労働条件の悪化を進める自治体の民間再委託

2022/11/09
 神戸市が業務委託をしている、ある職場の問題に取り組んでいる。
 相談の発端は、人間関係のトラブルによる解雇問題だが、法律が守られていないひどい職場実態だった。社会保険と雇用保険は未加入、就業規則の周知はされておらず、労働時間も管理されていない。労働条件明示書の交付はなく、健康診断も実施してない、法律違反だらけの民間企業である。
 職場の法律違反については、これから交渉で解決していくが、今回は神戸市の業務委託の実態を問題にしたい。

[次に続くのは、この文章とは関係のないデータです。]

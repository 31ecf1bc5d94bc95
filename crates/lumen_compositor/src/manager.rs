//! Compositor Manager
//!
//! The [`CompositorManager`] is the context object of the framework. It owns
//!
//! - the registry of compositor definitions, by name
//! - one [`CompositorChain`] per viewport that has compositors attached
//! - the [`TexturePool`] shared by every instance of every chain
//! - the [`CompositorSettings`]
//!
//! There is no global instance: the renderer that owns the viewports owns
//! the manager and passes its render system into every call that touches
//! GPU-side resources.
//!
//! ```rust,ignore
//! let mut manager = CompositorManager::new();
//! lumen_effects::register_demo_effects(&mut manager)?;
//!
//! let key = manager.add_compositor(&mut rs, &viewports, vp, "Bloom")?;
//! manager.set_compositor_enabled(vp, "Bloom", true);
//!
//! // every frame
//! manager.render_all(&mut rs, &viewports);
//! ```

use std::collections::hash_map::Entry;
use std::sync::Arc;

use lumen_core::errors::{LumenError, Result};
use lumen_core::viewport::{ViewportKey, Viewports};
use rustc_hash::FxHashMap;
use slotmap::SecondaryMap;

use crate::backend::{RenderSystem, RenderTarget, SceneRequest};
use crate::chain::{CompositorChain, InstanceKey};
use crate::definition::{Compositor, DEFAULT_GROUP};
use crate::instance::{CompileContext, CompositorInstance};
use crate::pool::TexturePool;
use crate::settings::CompositorSettings;

/// Registry, per-viewport chains and shared texture pool.
#[derive(Debug, Default)]
pub struct CompositorManager {
    definitions: FxHashMap<String, Arc<Compositor>>,
    chains: SecondaryMap<ViewportKey, CompositorChain>,
    pool: TexturePool,
    settings: CompositorSettings,
}

impl CompositorManager {
    #[must_use]
    pub fn new() -> Self {
        Self::default()
    }

    #[must_use]
    pub fn with_settings(settings: CompositorSettings) -> Self {
        Self {
            settings,
            ..Self::default()
        }
    }

    #[must_use]
    pub fn settings(&self) -> &CompositorSettings {
        &self.settings
    }

    #[must_use]
    pub fn pool(&self) -> &TexturePool {
        &self.pool
    }

    // ========================================================================
    // Definition Registry
    // ========================================================================

    /// Registers an empty compositor in the default group and returns it for
    /// authoring.
    pub fn create(&mut self, name: &str) -> Result<&mut Compositor> {
        self.create_in_group(name, DEFAULT_GROUP)
    }

    /// Registers an empty compositor in `group`.
    pub fn create_in_group(&mut self, name: &str, group: &str) -> Result<&mut Compositor> {
        let mut compositor = Compositor::new(name);
        compositor.group = group.to_owned();
        match self.definitions.entry(name.to_owned()) {
            Entry::Occupied(_) => Err(LumenError::DuplicateName(name.to_owned())),
            Entry::Vacant(slot) => Ok(Arc::make_mut(slot.insert(Arc::new(compositor)))),
        }
    }

    /// Registers a fully built definition (e.g. one loaded from data).
    pub fn register(&mut self, compositor: Compositor) -> Result<()> {
        match self.definitions.entry(compositor.name.clone()) {
            Entry::Occupied(_) => Err(LumenError::DuplicateName(compositor.name)),
            Entry::Vacant(slot) => {
                slot.insert(Arc::new(compositor));
                Ok(())
            }
        }
    }

    #[must_use]
    pub fn get(&self, name: &str) -> Option<&Compositor> {
        self.definitions.get(name).map(AsRef::as_ref)
    }

    /// Mutable access to a registered definition.
    ///
    /// Instances already attached keep the definition they were compiled
    /// from; the edit only affects instances attached afterwards.
    pub fn definition_mut(&mut self, name: &str) -> Option<&mut Compositor> {
        self.definitions.get_mut(name).map(Arc::make_mut)
    }

    /// Names of all registered definitions, in no particular order.
    pub fn names(&self) -> impl Iterator<Item = &str> {
        self.definitions.keys().map(String::as_str)
    }

    /// Unregisters a definition. Attached instances keep working.
    pub fn remove(&mut self, name: &str) -> bool {
        self.definitions.remove(name).is_some()
    }

    /// Unregisters every definition of `group`. Returns how many were removed.
    pub fn remove_group(&mut self, group: &str) -> usize {
        let before = self.definitions.len();
        self.definitions.retain(|_, c| c.group != group);
        before - self.definitions.len()
    }

    /// Tears everything down: chains, definitions and pooled textures.
    pub fn remove_all(&mut self, rs: &mut dyn RenderSystem) {
        for chain in self.chains.values_mut() {
            chain.release_all(&mut self.pool);
        }
        self.chains.clear();
        self.definitions.clear();
        self.pool.clear(rs);
    }

    // ========================================================================
    // Attachment
    // ========================================================================

    /// Attaches compositor `name` at the end of the viewport's chain.
    ///
    /// The instance is compiled immediately, so every definition, lookup,
    /// capability and allocation error surfaces here. Failures are also
    /// logged; the chain is left untouched.
    pub fn add_compositor(
        &mut self,
        rs: &mut dyn RenderSystem,
        viewports: &Viewports,
        viewport: ViewportKey,
        name: &str,
    ) -> Result<InstanceKey> {
        self.add_compositor_at(rs, viewports, viewport, name, usize::MAX)
    }

    /// Attaches compositor `name` at `position` (clamped to the chain length).
    pub fn add_compositor_at(
        &mut self,
        rs: &mut dyn RenderSystem,
        viewports: &Viewports,
        viewport: ViewportKey,
        name: &str,
        position: usize,
    ) -> Result<InstanceKey> {
        let result = self.try_add(rs, viewports, viewport, name, position);
        if let Err(err) = &result {
            log::warn!("Cannot add compositor '{name}' to {viewport:?}: {err}");
        }
        result
    }

    fn try_add(
        &mut self,
        rs: &mut dyn RenderSystem,
        viewports: &Viewports,
        viewport: ViewportKey,
        name: &str,
        position: usize,
    ) -> Result<InstanceKey> {
        let vp = viewports
            .get(viewport)
            .ok_or(LumenError::ViewportNotFound(viewport))?;
        let compositor = self
            .definitions
            .get(name)
            .cloned()
            .ok_or_else(|| LumenError::CompositorNotFound(name.to_owned()))?;
        if self
            .chains
            .get(viewport)
            .is_some_and(|chain| chain.find(name).is_some())
        {
            return Err(LumenError::DuplicateInstance(name.to_owned()));
        }

        let technique = compositor.select_technique(&rs.capabilities())?;
        let mut instance = CompositorInstance::new(compositor, technique, viewport);
        instance.compile(
            &mut CompileContext {
                rs,
                pool: &mut self.pool,
                settings: &self.settings,
            },
            vp.size(),
        )?;
        instance.set_enabled(self.settings.enable_on_attach);

        if !self.chains.contains_key(viewport) {
            self.chains.insert(viewport, CompositorChain::new(viewport));
        }
        let chain = self
            .chains
            .get_mut(viewport)
            .ok_or(LumenError::ViewportNotFound(viewport))?;
        let key = chain.insert(instance, position);
        log::debug!(
            "Attached compositor '{name}' to {viewport:?} (technique {technique}, position {})",
            chain.position(key).unwrap_or_default()
        );
        Ok(key)
    }

    /// Detaches compositor `name` and returns its textures to the pool.
    pub fn remove_compositor(&mut self, viewport: ViewportKey, name: &str) -> bool {
        let Some(chain) = self.chains.get_mut(viewport) else {
            return false;
        };
        match chain.find(name) {
            Some(key) => chain.remove(key, &mut self.pool),
            None => false,
        }
    }

    /// Enables or disables compositor `name` on a viewport. Resources stay
    /// allocated either way. Returns `false` if no such instance exists.
    pub fn set_compositor_enabled(
        &mut self,
        viewport: ViewportKey,
        name: &str,
        enabled: bool,
    ) -> bool {
        let found = self
            .chains
            .get_mut(viewport)
            .and_then(|chain| chain.find(name).map(|key| chain.set_enabled(key, enabled)))
            .unwrap_or(false);
        if !found {
            log::warn!("Compositor '{name}' is not attached to {viewport:?}");
        }
        found
    }

    /// Switches an attached instance to another technique of its definition.
    pub fn set_technique(
        &mut self,
        rs: &mut dyn RenderSystem,
        viewports: &Viewports,
        viewport: ViewportKey,
        name: &str,
        technique: usize,
    ) -> Result<()> {
        let size = viewports
            .get(viewport)
            .ok_or(LumenError::ViewportNotFound(viewport))?
            .size();
        let chain = self
            .chains
            .get_mut(viewport)
            .ok_or_else(|| LumenError::CompositorNotFound(name.to_owned()))?;
        let key = chain
            .find(name)
            .ok_or_else(|| LumenError::CompositorNotFound(name.to_owned()))?;
        let instance = chain
            .instance_mut(key)
            .ok_or_else(|| LumenError::CompositorNotFound(name.to_owned()))?;

        let result = instance.set_technique(
            &mut CompileContext {
                rs,
                pool: &mut self.pool,
                settings: &self.settings,
            },
            technique,
            size,
        );
        chain.mark_dirty();
        result
    }

    // ========================================================================
    // Chain Access
    // ========================================================================

    #[must_use]
    pub fn compositor_chain(&self, viewport: ViewportKey) -> Option<&CompositorChain> {
        self.chains.get(viewport)
    }

    #[must_use]
    pub fn has_compositor_chain(&self, viewport: ViewportKey) -> bool {
        self.chains.contains_key(viewport)
    }

    /// Destroys a viewport's chain and returns its textures to the pool.
    pub fn remove_compositor_chain(&mut self, viewport: ViewportKey) -> bool {
        match self.chains.remove(viewport) {
            Some(mut chain) => {
                chain.release_all(&mut self.pool);
                true
            }
            None => false,
        }
    }

    #[must_use]
    pub fn instance(&self, viewport: ViewportKey, key: InstanceKey) -> Option<&CompositorInstance> {
        self.chains.get(viewport)?.instance(key)
    }

    pub fn instance_mut(
        &mut self,
        viewport: ViewportKey,
        key: InstanceKey,
    ) -> Option<&mut CompositorInstance> {
        self.chains.get_mut(viewport)?.instance_mut(key)
    }

    pub fn instance_by_name_mut(
        &mut self,
        viewport: ViewportKey,
        name: &str,
    ) -> Option<&mut CompositorInstance> {
        let chain = self.chains.get_mut(viewport)?;
        let key = chain.find(name)?;
        chain.instance_mut(key)
    }

    // ========================================================================
    // Frame
    // ========================================================================

    /// Renders one viewport, through its chain if it has one.
    pub fn render_viewport(
        &mut self,
        rs: &mut dyn RenderSystem,
        viewports: &Viewports,
        viewport: ViewportKey,
    ) {
        let Some(vp) = viewports.get(viewport) else {
            log::warn!("Skipping render of removed viewport {viewport:?}");
            return;
        };
        let Some(chain) = self.chains.get_mut(viewport) else {
            rs.render_scene(
                RenderTarget::Viewport(viewport),
                vp.camera,
                &SceneRequest::default(),
            );
            return;
        };

        chain.resolve(
            &mut CompileContext {
                rs: &mut *rs,
                pool: &mut self.pool,
                settings: &self.settings,
            },
            vp.size(),
        );
        chain.render(rs, vp.camera);
    }

    /// Renders every viewport, drops chains of removed viewports and trims
    /// the texture pool.
    pub fn render_all(&mut self, rs: &mut dyn RenderSystem, viewports: &Viewports) {
        let orphaned: Vec<ViewportKey> = self
            .chains
            .keys()
            .filter(|&vp| !viewports.contains(vp))
            .collect();
        for vp in orphaned {
            log::debug!("Dropping compositor chain of removed viewport {vp:?}");
            self.remove_compositor_chain(vp);
        }

        for viewport in viewports.keys() {
            self.render_viewport(rs, viewports, viewport);
        }
        self.pool.trim(rs, self.settings.pool_max_idle_frames);
    }

    /// Drops every compositor texture so enabled instances are reallocated
    /// from fresh storage on their next frame (e.g. after the device lost its
    /// textures).
    pub fn reconstruct_all_resources(&mut self, rs: &mut dyn RenderSystem) {
        for chain in self.chains.values_mut() {
            chain.release_all(&mut self.pool);
        }
        let destroyed = self.pool.destroy_idle(rs);
        log::info!("Reconstructing compositor resources: {destroyed} textures destroyed");
    }
}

 この職場は、神戸市がA社との間で10年間の業務委託契約をし、A社がB社に再委託している。組合員はこのB社と雇用契約を締結している。組合員らの賃金は時給制である。最低賃金の960円で働いている。24時間の職場のため、長い勤務では12時間拘束となる。労働基準法第32条に基づいて、1日8時間を超える勤務の場合は、時間外割増賃金が加算されている。正社員はいない。全員がフルタイムパートである。最低賃金を上回ることがないことからも、官製ワーキングプアだと言えるだろう。
 ちょっと視点を変えて考えてみると、神戸市から委託されたA社が利益を引いてB社に再委託し、B社が利益を得ることを前提で計算すると、労働者の賃金が最低賃金になるという構造になる。A社が再委託しなければ、労働者は最低賃金を上回る賃金で働くことができるということになる。これは問題ではないか。

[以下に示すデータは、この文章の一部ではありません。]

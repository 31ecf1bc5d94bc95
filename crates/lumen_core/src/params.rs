//! Material Parameters
//!
//! A [`ParameterSet`] holds the named shader constants of one bound material.
//! Pass listeners write into it right before the pass draws (see the heat
//! vision effect for a typical `random_fractions` / `depth_modulator` pair).

use glam::Vec4;
use rustc_hash::FxHashMap;

/// A single shader constant value.
#[derive(Debug, Clone, Copy, PartialEq)]
pub enum ParamValue {
    Float(f32),
    Int(i32),
    Vec4(Vec4),
}

impl From<f32> for ParamValue {
    fn from(v: f32) -> Self {
        Self::Float(v)
    }
}

impl From<i32> for ParamValue {
    fn from(v: i32) -> Self {
        Self::Int(v)
    }
}

impl From<Vec4> for ParamValue {
    fn from(v: Vec4) -> Self {
        Self::Vec4(v)
    }
}

/// Named constants of a material's fragment program.
#[derive(Debug, Clone, Default, PartialEq)]
pub struct ParameterSet {
    values: FxHashMap<String, ParamValue>,
}

impl ParameterSet {
    #[must_use]
    pub fn new() -> Self {
        Self::default()
    }

    /// Sets (or overwrites) a named constant.
    pub fn set_named_constant(&mut self, name: &str, value: impl Into<ParamValue>) {
        let value = value.into();
        if let Some(slot) = self.values.get_mut(name) {
            *slot = value;
        } else {
            self.values.insert(name.to_owned(), value);
        }
    }

    #[inline]
    #[must_use]
    pub fn get(&self, name: &str) -> Option<ParamValue> {
        self.values.get(name).copied()
    }

    /// Returns the constant as `f32`, or `None` if missing or of another type.
    #[must_use]
    pub fn float(&self, name: &str) -> Option<f32> {
        match self.values.get(name) {
            Some(ParamValue::Float(v)) => Some(*v),
            _ => None,
        }
    }

    /// Returns the constant as `Vec4`, or `None` if missing or of another type.
    #[must_use]
    pub fn vec4(&self, name: &str) -> Option<Vec4> {
        match self.values.get(name) {
            Some(ParamValue::Vec4(v)) => Some(*v),
            _ => None,
        }
    }

    #[inline]
    #[must_use]
    pub fn len(&self) -> usize {
        self.values.len()
    }

    #[inline]
    #[must_use]
    pub fn is_empty(&self) -> bool {
        self.values.is_empty()
    }

    pub fn clear(&mut self) {
        self.values.clear();
    }
}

 神戸市と委託会社との間の委託契約に、再委託禁止を条件にすることが必要である。そして、神戸市は委託した企業に対して、労働条件を開示させ、最低でも法律に違反しない職場運営を約束させることが必要である。違反が認められた場合、委託先企業と契約解除し、神戸市が働いている人に責任を持つべきだと思う。
 神戸市は民間委託を広げているが、再委託や再々委託が行われていると、官製ワーキングプアにとどまらず、健康保険や年金、雇用保険などの社会的なセーフティネットを労働者から奪うことにもつながる。
 公的機関の職場でこの実態が放置されていることを問題にし、改善させたい。